The cast iron fountain is authored by the Englishman Herbert W. Hogg of the city of Derby in the late 19th century. It was brought to the Botanical Garden in 1895 by the then director of the park, the botanist Barbosa Rodrigues. Highlight the four statues at the top of the fountain representing poetry, music, science and art.
The complete collection of the composer and maestro Antônio Carlos Jobim (1927-1994) is inside the Botanical Garden of Rio de Janeiro. The place was chosen to house the musician's memory for the love that Tom Jobim always showed for what he called "my beloved Botanical Garden". Besides the original and digitized collection, the space maintains a permanent exhibition with photos, original scores, personal objects and videos of the composer's presentations. The Institute develops projects for cataloging, preserving and making digital collections available to other artists, such as Lucio Costa, Dorival Caymmi, Chico Buarque and Gilberto Gil.
It is said that in 1829 the imperial palm trees began to bear fruit in the Botanical Garden. At that time, the species was a symbol of prestige in the Empire, given as a gift by the emperor as a form of recognition, and became very disputed. Intending to control the cultivation, the director of the Botanical Garden ordered that, every year, all the seeds should be burned. It turns out that the enslaved and the newly freedmen who worked in the garden found that selling the seeds through the smuggling market was a possibility of financial accumulation. The result: there is imperial palm tree everywhere…
The bad news is that the first coffee brew arrived in Brazil in a history composed of components that only love can explain: the military Francisco Palheta led a mission in 1727 to appease disputes with neighboring French Guiana. However, the real aim was to look for coffee beans, treasure of rare Ethiopian origin in the Americas of the early eighteenth century. Gallant and seductive, Palheta would have managed to get the French governor's wife to give him the seeds clandestinely, hidden in a bouquet of flowers, without letting her husband and all of France notice. A century later, coffee became the main export product of the country, putting Brazil on the map of the agricultural powers
The first migration of Chinese people to Brazil happened with the aim of stimulating and developing tea production. Around 1812, D. João VI encouraged this immigration for the cultivation of Camellia sinensis, a plant of Chinese origin from which so-called black tea is produced. The Botanical Garden was chosen as one of the plantation sites, but the business did not go forward. The Chinese who came were not farmers and there was the language barrier, interpreted as an artifice to hide the secrets in cultivation, which declined in the following decades.
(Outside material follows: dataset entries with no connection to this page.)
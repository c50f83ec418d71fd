//! Stores and engine wiring shared by the commands.

use anyhow::{Context, Result};
use async_trait::async_trait;
use std::path::{Path, PathBuf};
use std::sync::Arc;

use crate::config::{Config, EmbeddingsConfig};
use crate::embeddings::create_provider;
use crate::search::{HybridSearchEngine, SemanticBackend, SemanticBackendFactory, TantivySymbolIndex};
use crate::storage::{LanceVectorStore, MemorySymbolStore};

/// Builds the embedder and LanceDB store described by the configuration
pub struct ConfigBackendFactory {
    embeddings: EmbeddingsConfig,
    vectors_path: PathBuf,
}

impl ConfigBackendFactory {
    pub fn new(embeddings: EmbeddingsConfig, vectors_path: PathBuf) -> Self {
        Self {
            embeddings,
            vectors_path,
        }
    }
}

#[async_trait]
impl SemanticBackendFactory for ConfigBackendFactory {
    async fn create(&self) -> Result<SemanticBackend> {
        let embedder = create_provider(&self.embeddings).await?;
        let vectors = LanceVectorStore::new(&self.vectors_path, embedder.embedding_dimension())
            .await
            .with_context(|| {
                format!("Failed to open vector store at {}", self.vectors_path.display())
            })?;
        Ok(SemanticBackend {
            embedder,
            vectors: Arc::new(vectors),
        })
    }
}

/// A project root with its configuration and opened local stores
pub struct Workspace {
    pub root: PathBuf,
    pub config: Config,
    pub symbols: Arc<MemorySymbolStore>,
    pub lexical: Arc<TantivySymbolIndex>,
}

impl Workspace {
    pub fn open(root: &Path) -> Result<Self> {
        let root = root
            .canonicalize()
            .with_context(|| format!("Project root not found: {}", root.display()))?;
        let config = Config::load(&root)?;

        let symbols = MemorySymbolStore::load(&config.symbols_path(&root))?;
        let lexical = TantivySymbolIndex::open(&config.lexical_path(&root))?;

        Ok(Self {
            root,
            config,
            symbols: Arc::new(symbols),
            lexical: Arc::new(lexical),
        })
    }

    pub fn backend_factory(&self) -> ConfigBackendFactory {
        ConfigBackendFactory::new(
            self.config.embeddings.clone(),
            self.config.vectors_path(&self.root),
        )
    }

    pub fn engine(&self) -> HybridSearchEngine {
        HybridSearchEngine::new(
            self.lexical.clone(),
            self.symbols.clone(),
            Arc::new(self.backend_factory()),
        )
        .with_lazy_init(self.config.search.lazy_init)
    }

    /// Write the symbol store snapshot
    pub fn persist(&self) -> Result<()> {
        self.symbols.persist(&self.config.symbols_path(&self.root))
    }
}
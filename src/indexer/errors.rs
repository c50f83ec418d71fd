//! Per-file error collection during indexing

use std::collections::BTreeMap;
use std::path::PathBuf;
use std::sync::{Arc, Mutex, MutexGuard};

/// Stage where a file failed
#[derive(Debug, Clone, Copy, Hash, Eq, PartialEq, PartialOrd, Ord)]
pub enum ProcessingStage {
    FileRead,
    Parsing,
    Extraction,
    Storage,
    Embedding,
}

impl std::fmt::Display for ProcessingStage {
    fn fmt(&self, f: &mut std::fmt::Formatter<'_>) -> std::fmt::Result {
        match self {
            ProcessingStage::FileRead => write!(f, "File Read"),
            ProcessingStage::Parsing => write!(f, "Parsing"),
            ProcessingStage::Extraction => write!(f, "Extraction"),
            ProcessingStage::Storage => write!(f, "Storage"),
            ProcessingStage::Embedding => write!(f, "Embedding"),
        }
    }
}

#[derive(Debug, Clone)]
pub struct FileError {
    pub path: PathBuf,
    pub error: String,
    pub stage: ProcessingStage,
}

/// Shared sink for errors from rayon workers and the storage loop
#[derive(Clone, Default)]
pub struct ErrorCollector {
    errors: Arc<Mutex<Vec<FileError>>>,
}

impl ErrorCollector {
    pub fn new() -> Self {
        Self::default()
    }

    fn lock(&self) -> MutexGuard<'_, Vec<FileError>> {
        self.errors.lock().unwrap_or_else(|poisoned| poisoned.into_inner())
    }

    pub fn record(&self, path: PathBuf, error: impl std::fmt::Display, stage: ProcessingStage) {
        self.lock().push(FileError {
            path,
            error: error.to_string(),
            stage,
        });
    }

    pub fn error_count(&self) -> usize {
        self.lock().len()
    }

    pub fn count_in(&self, stage: ProcessingStage) -> usize {
        self.lock().iter().filter(|e| e.stage == stage).count()
    }

    /// All errors, ordered by stage then path
    pub fn take(&self) -> Vec<FileError> {
        let mut errors = std::mem::take(&mut *self.lock());
        errors.sort_by(|a, b| a.stage.cmp(&b.stage).then_with(|| a.path.cmp(&b.path)));
        errors
    }
}

/// Errors grouped by stage for display
pub struct ErrorReport {
    pub total_errors: usize,
    pub by_stage: BTreeMap<ProcessingStage, Vec<FileError>>,
}

impl ErrorReport {
    pub fn from_errors(errors: &[FileError]) -> Self {
        let mut by_stage: BTreeMap<ProcessingStage, Vec<FileError>> = BTreeMap::new();
        for error in errors {
            by_stage.entry(error.stage).or_default().push(error.clone());
        }
        Self {
            total_errors: errors.len(),
            by_stage,
        }
    }

    pub fn has_errors(&self) -> bool {
        self.total_errors > 0
    }

    /// Print up to five examples per stage to stdout
    pub fn print_summary(&self) {
        if !self.has_errors() {
            return;
        }

        println!("⚠️  {} files had problems", self.total_errors);
        for (stage, errors) in &self.by_stage {
            println!("  {}: {} errors", stage, errors.len());
            for error in errors.iter().take(5) {
                println!("    - {}: {}", error.path.display(), error.error);
            }
            if errors.len() > 5 {
                println!("    ... and {} more", errors.len() - 5);
            }
        }
    }
}
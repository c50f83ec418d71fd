//! Error types shared across extraction and search

use thiserror::Error;

/// Failure while turning one parsed file (or one node in it) into symbols.
#[derive(Error, Debug, Clone, PartialEq)]
pub enum ExtractionError {
    /// The parser produced no usable tree for the file.
    #[error("Failed to parse {path} as {language}")]
    Parse { path: String, language: String },

    /// No extractor or grammar is registered for the language tag.
    #[error("Unsupported language: {0}")]
    UnsupportedLanguage(String),

    /// A node's byte range does not fall on character boundaries of the source.
    #[error("Node range {start}..{end} is not valid UTF-8 in the source")]
    InvalidUtf8 { start: usize, end: usize },

    /// Traversal went deeper than the configured limit.
    #[error("Maximum traversal depth {0} exceeded")]
    DepthLimit(usize),

    /// A declaration node had no identifiable name.
    #[error("Declaration `{node_kind}` has no name")]
    MissingName { node_kind: &'static str },
}

/// Failure surfaced by the hybrid search engine.
#[derive(Error, Debug)]
pub enum EngineError {
    /// Semantic search was requested before the backend was initialized.
    #[error("Search engine is not initialized; call initialize() first")]
    NotInitialized,

    /// The embedder or vector store could not be brought up.
    #[error("Search engine initialization failed: {0:#}")]
    Initialization(anyhow::Error),

    #[error("Symbol store error: {0:#}")]
    SymbolStore(anyhow::Error),

    #[error("Lexical index error: {0:#}")]
    Lexical(anyhow::Error),

    #[error("Embedding error: {0:#}")]
    Embedding(anyhow::Error),

    #[error("Vector store error: {0:#}")]
    VectorStore(anyhow::Error),
}

impl EngineError {
    /// Whether repeating the call later can succeed
    pub fn is_retryable(&self) -> bool {
        matches!(
            self,
            EngineError::NotInitialized | EngineError::Initialization(_)
        )
    }
}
Right next to the Botanical Garden, the residential complex between Mestre Joviniano and Estela streets can be considered a small piece preserved from the end of the 19th century. Part of the 220 houses of the working village built on the land of the former Chácara do Algodão underwent a recent revitalization process. The façades that had been decharacterized recovered the original layout, when they were erected for the families of employees of the Company of Wiring and Weaving Carioca and of the Company of Sanitation. It is a cohesive architectural complex, of rare harmony and vitality, that presents angles, perspectives and picturesque nooks and crannies. A valuable document of the history of Rio's manufacturing industry, which existed before the real estate valuation of the neighborhood. Today, some houses are open to visitors such as bars, restaurants and artist studios.